2026年7月16日 00:55
PrismML、iPhone動作の軽量推論モデル公開
Bonsai 27B is a full open reasoning model that fits on an iPhone
3行まとめ
- •Bonsai 27B、iPhone動作を実現
- •270億パラメータを4GB未満に圧縮
- •性能90%維持、Appleも技術検証中
詳細
背景
オンデバイスAIでは、スマートフォンの限られたメモリ容量に大規模な推論モデルを搭載することが長年の課題となってきた。性能の高いモデルほどパラメータ数が多く、通常はクラウド経由でしか利用できないためだ。AI企業PrismMLは、この制約を克服するため、270億パラメータのオープン推論モデル「Bonsai 27B」を大幅に圧縮する技術を開発した。
内容
PrismMLは独自の圧縮技術により、Bonsai 27Bのモデルサイズを4GB未満まで縮小し、iPhone上での動作を可能にした。

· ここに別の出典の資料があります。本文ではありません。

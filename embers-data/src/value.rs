use chrono::NaiveDateTime;

/// A primitive database value, as bound to a statement or carried in a
/// result row.
///
/// `Null` does double duty: it is both the SQL NULL and the "field not set"
/// marker on partial entities (see [`crate::Entity::value_of`]).
#[derive(Debug, Clone, PartialEq)]
pub enum Value {
    Null,
    Int(i64),
    Float(f64),
    Text(String),
    Bool(bool),
    Timestamp(NaiveDateTime),
    Bytes(Vec<u8>),
}

impl Value {
    pub fn is_null(&self) -> bool {
        matches!(self, Value::Null)
    }

    /// The integer payload, if this value carries one.
    pub fn as_int(&self) -> Option<i64> {
        match self {
            Value::Int(v) => Some(*v),
            _ => None,
        }
    }

    /// The text payload, if this value carries one.
    pub fn as_text(&self) -> Option<&str> {
        match self {
            Value::Text(v) => Some(v.as_str()),
            _ => None,
        }
    }
}

impl From<i64> for Value {
    fn from(v: i64) -> Self {
        Value::Int(v)
    }
}

impl From<i32> for Value {
    fn from(v: i32) -> Self {
        Value::Int(i64::from(v))
    }
}

impl From<f64> for Value {
    fn from(v: f64) -> Self {
        Value::Float(v)
    }
}

impl From<&str> for Value {
    fn from(v: &str) -> Self {
        Value::Text(v.to_string())
    }
}

impl From<String> for Value {
    fn from(v: String) -> Self {
        Value::Text(v)
    }
}

impl From<bool> for Value {
    fn from(v: bool) -> Self {
        Value::Bool(v)
    }
}

impl From<NaiveDateTime> for Value {
    fn from(v: NaiveDateTime) -> Self {
        Value::Timestamp(v)
    }
}

impl From<Vec<u8>> for Value {
    fn from(v: Vec<u8>) -> Self {
        Value::Bytes(v)
    }
}

impl<T: Into<Value>> From<Option<T>> for Value {
    fn from(v: Option<T>) -> Self {
        match v {
            Some(v) => v.into(),
            None => Value::Null,
        }
    }
}

/// A raw result row: labeled values in driver order.
///
/// Labels keep whatever casing the driver produced; lookups through
/// [`Row::get_ci`] are case-insensitive and the first matching label wins.
#[derive(Debug, Clone, Default, PartialEq)]
pub struct Row {
    columns: Vec<(String, Value)>,
}

impl Row {
    pub fn new() -> Self {
        Self::default()
    }

    /// Append a labeled value, builder style.
    pub fn with_column(mut self, label: impl Into<String>, value: impl Into<Value>) -> Self {
        self.columns.push((label.into(), value.into()));
        self
    }

    pub fn push(&mut self, label: impl Into<String>, value: impl Into<Value>) {
        self.columns.push((label.into(), value.into()));
    }

    /// Case-insensitive lookup by column label; first match wins.
    pub fn get_ci(&self, name: &str) -> Option<&Value> {
        self.columns
            .iter()
            .find(|(label, _)| label.eq_ignore_ascii_case(name))
            .map(|(_, value)| value)
    }

    /// Positional lookup, for single-scalar results such as sequence reads.
    pub fn value_at(&self, index: usize) -> Option<&Value> {
        self.columns.get(index).map(|(_, value)| value)
    }

    pub fn len(&self) -> usize {
        self.columns.len()
    }

    pub fn is_empty(&self) -> bool {
        self.columns.is_empty()
    }

    pub fn iter(&self) -> impl Iterator<Item = (&str, &Value)> {
        self.columns.iter().map(|(label, value)| (label.as_str(), value))
    }
}
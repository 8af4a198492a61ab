use embers_data::Dialect;

/// The Firebird SQL dialect.
///
/// Firebird differs from the generic SQL the builder emits in exactly two
/// wire-level details:
///
/// - the row window is `ROWS n` / `OFFSET m`, not `LIMIT`;
/// - identities come from named generators read with
///   `GEN_ID(<generator>, <step>)` against the `RDB$DATABASE` system table.
///
/// Generators are assumed to follow the `GEN_<table>_ID` naming convention,
/// with the table name spelled as declared in the descriptor — unquoted
/// Firebird identifiers are case-insensitive, so casing is cosmetic.
#[derive(Debug, Clone, Copy, Default)]
pub struct FirebirdDialect;

impl Dialect for FirebirdDialect {
    fn placeholder(&self, _index: usize) -> String {
        "?".to_string()
    }

    fn limit_clause(&self, limit: u64) -> String {
        format!("ROWS {limit}")
    }

    fn offset_clause(&self, offset: u64) -> String {
        format!("OFFSET {offset}")
    }

    fn generator_name(&self, table: &str) -> String {
        format!("GEN_{table}_ID")
    }

    fn sequence_read_sql(&self, table: &str, step: i64) -> String {
        format!(
            "SELECT GEN_ID({}, {step}) FROM RDB$DATABASE",
            self.generator_name(table)
        )
    }
}
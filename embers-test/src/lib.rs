//! Test utilities for Embers.
//!
//! The [`MockProvider`] stands in for a real Firebird pool: tests script
//! the responses each round trip should see, drive a repository, then
//! assert on the recorded statements and the acquire/release counts.

mod executor;

pub use executor::{MockConn, MockDriverError, MockProvider, Statement};
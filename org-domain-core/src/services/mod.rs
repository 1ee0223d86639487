//! Service layer

mod audience_service;
mod resolution_gate;

pub use audience_service::AudienceService;
pub use resolution_gate::ResolutionGate;

use std::sync::Arc;

use org_domain_resolver::{DnsHostProbe, HostProbe};

use crate::config::{EnvSource, OrgDomainConfig, ProcessEnv};
use crate::error::CoreResult;
use crate::traits::{InMemoryInsecureOriginRegistry, InsecureOriginRegistry};
use crate::types::OrgUrl;

/// Service context - holds all dependencies
///
/// The embedding application builds one context and shares it between services.
pub struct ServiceContext {
    /// Resolves hosts for the resolution gate
    pub host_probe: Arc<dyn HostProbe>,
    /// Origins already warned about for an insecure scheme
    pub origin_registry: Arc<dyn InsecureOriginRegistry>,
    /// Environment overrides, read on every call
    pub env: Arc<dyn EnvSource>,
}

impl ServiceContext {
    #[must_use]
    pub fn new(
        host_probe: Arc<dyn HostProbe>,
        origin_registry: Arc<dyn InsecureOriginRegistry>,
        env: Arc<dyn EnvSource>,
    ) -> Self {
        Self {
            host_probe,
            origin_registry,
            env,
        }
    }

    /// Context backed by system DNS and the process environment.
    #[must_use]
    pub fn system() -> Self {
        Self::with_host_probe(Arc::new(DnsHostProbe::system()))
    }

    /// Context reading the process environment, resolving through `host_probe`.
    #[must_use]
    pub fn with_host_probe(host_probe: Arc<dyn HostProbe>) -> Self {
        Self::new(
            host_probe,
            Arc::new(InMemoryInsecureOriginRegistry::new()),
            Arc::new(ProcessEnv),
        )
    }

    /// Current configuration.
    pub fn config(&self) -> OrgDomainConfig {
        OrgDomainConfig::from_env(self.env.as_ref())
    }

    /// Parse an org URL through this context's insecure-origin registry.
    pub fn parse_url(&self, input: &str) -> CoreResult<OrgUrl> {
        OrgUrl::parse(input, self.origin_registry.as_ref())
    }
}
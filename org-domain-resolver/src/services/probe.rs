//! Single-shot host probes.

use std::net::IpAddr;

use async_trait::async_trait;
use hickory_resolver::{proto::rr::RecordType, TokioResolver};

use super::resolver::{build_resolver_for_ns, DEFAULT_RESOLVER, SYSTEM_DNS_LABEL};
use crate::error::{ResolveError, ResolveResult};

/// One attempt at resolving a host.
///
/// Implementations hold no per-host state; the polling engine may call them
/// any number of times and from concurrent tasks.
#[async_trait]
pub trait HostProbe: Send + Sync {
    /// Resolve `host` once, returning an address literal.
    ///
    /// A host that does not resolve *yet* is an `Err`, not a hang.
    async fn probe(&self, host: &str) -> ResolveResult<String>;

    /// Canonical names `host` points at, outermost first.
    async fn cnames(&self, host: &str) -> ResolveResult<Vec<String>>;
}

/// Probe backed by Hickory DNS.
pub struct DnsHostProbe {
    resolver: Option<TokioResolver>,
    label: String,
}

impl DnsHostProbe {
    /// Probe using the system resolver configuration.
    #[must_use]
    pub fn system() -> Self {
        Self {
            resolver: None,
            label: SYSTEM_DNS_LABEL.clone(),
        }
    }

    /// Probe that only asks `nameserver`.
    #[must_use]
    pub fn with_nameserver(nameserver: IpAddr) -> Self {
        Self {
            resolver: Some(build_resolver_for_ns(nameserver)),
            label: nameserver.to_string(),
        }
    }

    /// DNS servers this probe talks to.
    pub fn nameservers(&self) -> &str {
        &self.label
    }

    fn resolver(&self) -> &TokioResolver {
        self.resolver.as_ref().unwrap_or(&*DEFAULT_RESOLVER)
    }
}

impl Default for DnsHostProbe {
    fn default() -> Self {
        Self::system()
    }
}

#[async_trait]
impl HostProbe for DnsHostProbe {
    async fn probe(&self, host: &str) -> ResolveResult<String> {
        let response = self
            .resolver()
            .lookup_ip(host)
            .await
            .map_err(|e| ResolveError::ProbeFailed {
                host: host.to_string(),
                message: e.to_string(),
            })?;

        response
            .iter()
            .next()
            .map(|ip| ip.to_string())
            .ok_or_else(|| ResolveError::ProbeFailed {
                host: host.to_string(),
                message: format!("no address returned by {}", self.label),
            })
    }

    async fn cnames(&self, host: &str) -> ResolveResult<Vec<String>> {
        let response = self
            .resolver()
            .lookup(host, RecordType::CNAME)
            .await
            .map_err(|e| ResolveError::ProbeFailed {
                host: host.to_string(),
                message: e.to_string(),
            })?;

        Ok(response
            .record_iter()
            .filter_map(|record| record.data().as_cname())
            .map(|cname| cname.0.to_string().trim_end_matches('.').to_string())
            .collect())
    }
}

#[cfg(test)]
#[allow(clippy::unwrap_used)]
mod tests {
    use super::*;

    #[tokio::test]
    async fn pinned_probe_reports_its_nameserver() {
        let probe = DnsHostProbe::with_nameserver("1.1.1.1".parse().unwrap());
        assert_eq!(probe.nameservers(), "1.1.1.1");
    }

    #[tokio::test]
    #[ignore = "requires network access"]
    async fn system_probe_resolves_real_host() {
        let address = DnsHostProbe::system()
            .probe("login.salesforce.com")
            .await
            .unwrap();
        assert!(address.parse::<IpAddr>().is_ok());
    }

    #[tokio::test]
    #[ignore = "requires network access"]
    async fn system_probe_fails_for_unknown_host() {
        let result = DnsHostProbe::system()
            .probe("definitely-not-provisioned.invalid")
            .await;
        assert!(matches!(result, Err(ResolveError::ProbeFailed { .. })));
    }
}
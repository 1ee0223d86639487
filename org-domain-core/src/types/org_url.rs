//! Parsed org URL and the host heuristics used to classify it

use std::fmt;
use std::sync::LazyLock;

use regex::Regex;
use url::Url;

use crate::error::{CoreError, CoreResult};
use crate::traits::InsecureOriginRegistry;

/// Production login host.
pub const PRODUCTION_LOGIN_URL: &str = "https://login.salesforce.com";

/// Sandbox login host.
pub const SANDBOX_LOGIN_URL: &str = "https://test.salesforce.com";

/// Audience used by orgs on the reserved gs1 region.
pub const GS1_AUDIENCE_URL: &str = "https://gs1.salesforce.com";

/// Domain suffixes owned by Salesforce (leading dot included).
const SALESFORCE_DOMAIN_SUFFIXES: &[&str] = &[
    ".cloudforce.com",
    ".cloudforce.mil",
    ".content.force.com",
    ".crmforce.mil",
    ".database.com",
    ".force.com",
    ".force.mil",
    ".lightning.com",
    ".salesforce.com",
    ".salesforce.mil",
    ".salesforce-setup.com",
    ".salesforce-sites.com",
    ".sfcrmapps.cn",
    ".sfcrmproducts.cn",
    ".sfdcopens.com",
    ".visualforce.com",
];

/// Salesforce hosts allowed by exact match.
const SALESFORCE_HOSTS: &[&str] = &["developer.salesforce.com", "trailhead.salesforce.com"];

/// Origin fragments of hosts running on a developer machine.
pub const LOCAL_URL_PARTS: &[&str] = &["localhost.sfdcdev.", ".internal."];

/// Origin fragments of Salesforce-internal environments.
const INTERNAL_URL_PARTS: &[&str] = &[
    ".vpod.",
    "stm.salesforce.com",
    "stm.force.com",
    ".blitz.salesforce.com",
    ".stm.salesforce.ms",
    ".pc-rnd.force.com",
    ".pc-rnd.salesforce.com",
];

const INTERNAL_ORIGIN_PREFIX: &str = "https://gs1.";

const GOV_MY_DOMAIN_SUFFIX: &str = ".my.salesforce.mil";
const GOV_LIGHTNING_SUFFIX: &str = ".lightning.crmforce.mil";
const SANDBOX_MY_DOMAIN_SUFFIX: &str = ".sandbox.my.salesforce.com";
const SANDBOX_LIGHTNING_SUFFIX: &str = ".sandbox.lightning.force.com";
const LIGHTNING_SUFFIX: &str = ".lightning.force.com";

/// Origin shapes of known sandbox hosts.
static SANDBOX_ORIGIN_PATTERNS: LazyLock<Vec<Regex>> = LazyLock::new(|| {
    [
        // enhanced domains
        r"(?i)sandbox\.my\.salesforce\.(com|mil)",
        // cs instances, with or without a My Domain
        r"(?i)cs[0-9]+(\.my|)\.salesforce\.com",
        // legacy My Domain sandboxes: <domain>--<sandbox>
        r"(?i)[a-z0-9-]+--[a-z0-9-]+\.(cs[0-9]+\.)?my\.salesforce\.com",
        // falcon sandboxes, e.g. usa2s.sfdc-xyz.salesforce.com
        r"(?i)[a-z]{3}[0-9]+s\.sfdc-.+\.salesforce\.com",
        r"(?i)[a-z]{3}[0-9]+s\.sfdc-.+\.force\.com",
    ]
    .iter()
    .filter_map(|pattern| Regex::new(pattern).ok())
    .collect()
});

/// Instance names of sandbox pods: `cs*` or trailing `s`.
static SANDBOX_INSTANCE_PATTERN: LazyLock<Option<Regex>> =
    LazyLock::new(|| Regex::new(r"(?i)^cs|s$").ok());

static GS1_INSTANCE_PATTERN: LazyLock<Option<Regex>> =
    LazyLock::new(|| Regex::new(r"(?i)^gs1").ok());

fn pattern_matches(pattern: &LazyLock<Option<Regex>>, text: &str) -> bool {
    pattern.as_ref().is_some_and(|re| re.is_match(text))
}

/// An org URL with a host, immutable after parsing.
///
/// Classification predicates are recomputed from the host on every call; they
/// are total and never fail.
#[derive(Debug, Clone, PartialEq, Eq)]
pub struct OrgUrl {
    url: Url,
    origin: String,
}

impl OrgUrl {
    /// Parse `input`, warning once per origin (per registry) when the scheme is
    /// not `https`.
    pub fn parse(input: &str, registry: &dyn InsecureOriginRegistry) -> CoreResult<Self> {
        let url = Url::parse(input.trim())
            .map_err(|e| CoreError::MalformedUrl(format!("{input}: {e}")))?;
        Self::from_url(url, registry)
    }

    /// Wrap an already parsed URL. Fails when it has no host.
    pub fn from_url(url: Url, registry: &dyn InsecureOriginRegistry) -> CoreResult<Self> {
        if url.host_str().is_none_or(str::is_empty) {
            return Err(CoreError::MalformedUrl(format!("{url}: missing host")));
        }
        let origin = url.origin().ascii_serialization();
        if url.scheme() != "https" && registry.first_sighting(&origin) {
            log::warn!(
                "Using insecure protocol: {}: on url: {origin}",
                url.scheme()
            );
        }
        Ok(Self { url, origin })
    }

    /// Whether `input` parses as a URL, without side effects.
    pub fn is_valid_url(input: &str) -> bool {
        Url::parse(input.trim()).is_ok()
    }

    /// `scheme://host[:port]`
    pub fn origin(&self) -> &str {
        &self.origin
    }

    pub fn hostname(&self) -> &str {
        self.url.host_str().unwrap_or_default()
    }

    pub fn scheme(&self) -> &str {
        self.url.scheme()
    }

    pub fn path(&self) -> &str {
        self.url.path()
    }

    pub fn as_url(&self) -> &Url {
        &self.url
    }

    pub fn is_secure(&self) -> bool {
        self.url.scheme() == "https"
    }

    /// Host belongs to a Salesforce-owned domain.
    pub fn is_salesforce_domain(&self) -> bool {
        let host = self.hostname();
        SALESFORCE_HOSTS.contains(&host)
            || SALESFORCE_DOMAIN_SUFFIXES
                .iter()
                .any(|suffix| host.ends_with(suffix))
    }

    /// Host runs on a developer machine.
    pub fn is_local_url(&self) -> bool {
        LOCAL_URL_PARTS
            .iter()
            .any(|part| self.origin.contains(part))
    }

    /// Host is a Salesforce-internal environment. Local hosts count as internal.
    pub fn is_internal_url(&self) -> bool {
        self.origin.starts_with(INTERNAL_ORIGIN_PREFIX)
            || self.is_local_url()
            || INTERNAL_URL_PARTS
                .iter()
                .any(|part| self.origin.contains(part))
    }

    /// Best-effort sandbox detection.
    ///
    /// A `false` is not proof of production: the host conventions overlap and
    /// new ones appear over time.
    pub fn is_sandbox_url(&self, instance_hint: Option<&str>) -> bool {
        instance_hint.is_some_and(|hint| pattern_matches(&SANDBOX_INSTANCE_PATTERN, hint))
            || SANDBOX_ORIGIN_PATTERNS
                .iter()
                .any(|re| re.is_match(&self.origin))
            || self.hostname() == "test.salesforce.com"
    }

    /// Host is already a Lightning Experience domain.
    pub fn is_lightning_domain(&self) -> bool {
        let host = self.hostname();
        host.ends_with(LIGHTNING_SUFFIX) || host.ends_with(GOV_LIGHTNING_SUFFIX)
    }

    /// Lightning Experience origin matching this My Domain origin.
    ///
    /// Expects a My Domain style host; for anything else the first host label
    /// is reused under `lightning.force.com`. The host must be a domain name: IP
    /// literals have no Lightning counterpart.
    pub fn to_lightning_domain(&self) -> String {
        if let Some(prefix) = self.origin.strip_suffix(GOV_MY_DOMAIN_SUFFIX) {
            return format!("{prefix}{GOV_LIGHTNING_SUFFIX}");
        }
        if let Some(prefix) = self.origin.strip_suffix(SANDBOX_MY_DOMAIN_SUFFIX) {
            return format!("{prefix}{SANDBOX_LIGHTNING_SUFFIX}");
        }
        let label = self.hostname().split('.').next().unwrap_or_default();
        format!("https://{label}{LIGHTNING_SUFFIX}")
    }

    /// [`to_lightning_domain`](Self::to_lightning_domain) parsed back into a URL.
    pub fn lightning_url(&self) -> CoreResult<Url> {
        let rewritten = self.to_lightning_domain();
        Url::parse(&rewritten).map_err(|e| CoreError::MalformedUrl(format!("{rewritten}: {e}")))
    }

    /// Audience to put in a JWT bearer assertion for this org.
    ///
    /// `audience_override` (from the environment) wins unconditionally when
    /// non-empty.
    pub fn jwt_audience_url(
        &self,
        instance_hint: Option<&str>,
        audience_override: Option<&str>,
    ) -> String {
        if let Some(audience) = audience_override.filter(|a| !a.is_empty()) {
            log::debug!("Audience URL overridden by environment: {audience}");
            return audience.to_string();
        }
        let gs1_instance = instance_hint.is_some_and(Self::is_gs1_instance);
        if gs1_instance || self.origin.contains("gs1.my.salesforce.com") {
            return GS1_AUDIENCE_URL.to_string();
        }
        PRODUCTION_LOGIN_URL.to_string()
    }

    /// Whether the instance hint names a gs1 pod.
    pub fn is_gs1_instance(instance_hint: &str) -> bool {
        pattern_matches(&GS1_INSTANCE_PATTERN, instance_hint)
    }
}

impl fmt::Display for OrgUrl {
    fn fmt(&self, f: &mut fmt::Formatter<'_>) -> fmt::Result {
        f.write_str(self.url.as_str())
    }
}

同社が公表したベンチマーク結果によると、最小構成版でも元のモデルが持つ性能の90%を維持しており、特に数学やコーディングのスコアへの影響はごくわずかにとどまっている。大規模モデルをここまで軽量化しながら性能を保った点が、この技術の特徴となっている。
今後の影響
Appleはすでにこの圧縮技術を検証していると報じられている。同社のオンデバイス生成AI機能は他社に比べ見劣りするとの指摘があり、こうした圧縮技術は機能面の差を埋める材料の一つになる。オープンモデルの圧縮技術が広がれば、通信環境に依存しないAI推論の選択肢も増えていく。
なぜ重要か
PrismMLが270億パラメータモデルを4GB未満に圧縮しiPhone動作を実証、Appleも同技術を検証中と報じられた。